Find the string "domain" in the material. Copy every line that has it.

**WORKING DATA:**
=======

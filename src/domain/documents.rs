//! Backend document identifiers.
//!
//! The backend names an uploaded file `{course_id}_{file_name}` and may convert
//! office formats to PDF, so selections are matched with the extension removed.

use crate::domain::classifier::sanitize_name;
use crate::domain::entities::{CourseMaterialBundle, FileRef};
use std::collections::HashSet;

pub fn document_id(course_id: &str, file_name: &str) -> String {
    format!("{}_{}", course_id, file_name)
}

/// `"7_Deck.pptx"` and `"7_Deck.pdf"` both map to `"7_Deck"`.
pub fn matching_key(doc_id: &str) -> &str {
    let Some((_, file_name)) = doc_id.split_once('_') else {
        return doc_id;
    };
    match file_name.rsplit_once('.') {
        Some((stem, _)) if !stem.is_empty() => &doc_id[..doc_id.len() - file_name.len() + stem.len()],
        _ => doc_id,
    }
}

pub fn same_document(a: &str, b: &str) -> bool {
    matching_key(a) == matching_key(b)
}

/// Files sent to the backend: standalone files first, then module items.
/// A file listed in both places (same id) appears once.
pub fn uploadable_files(bundle: &CourseMaterialBundle) -> Vec<&FileRef> {
    let mut seen = HashSet::new();
    bundle
        .files
        .iter()
        .chain(bundle.modules.iter().flat_map(|m| m.items.iter()))
        .filter(|f| seen.insert(f.id.as_str()))
        .collect()
}

/// Name a file is uploaded under. Document ids are built from it.
pub fn upload_name(file: &FileRef) -> String {
    sanitize_name(&file.name)
}

/// Document ids of every uploaded file, in upload order.
pub fn document_ids(bundle: &CourseMaterialBundle, course_id: &str) -> Vec<String> {
    uploadable_files(bundle)
        .into_iter()
        .map(|f| document_id(course_id, &upload_name(f)))
        .collect()
}

/// First uploaded file whose name mentions "syllabus".
pub fn syllabus_document(bundle: &CourseMaterialBundle, course_id: &str) -> Option<String> {
    uploadable_files(bundle)
        .into_iter()
        .find(|f| f.name.to_lowercase().contains("syllabus"))
        .map(|f| document_id(course_id, &upload_name(f)))
}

=======

**TASK RESPONSE:**
filename src/domain/documents.rs
use crate::domain::classifier::sanitize_name;
use crate::domain::entities::{CourseMaterialBundle, FileRef};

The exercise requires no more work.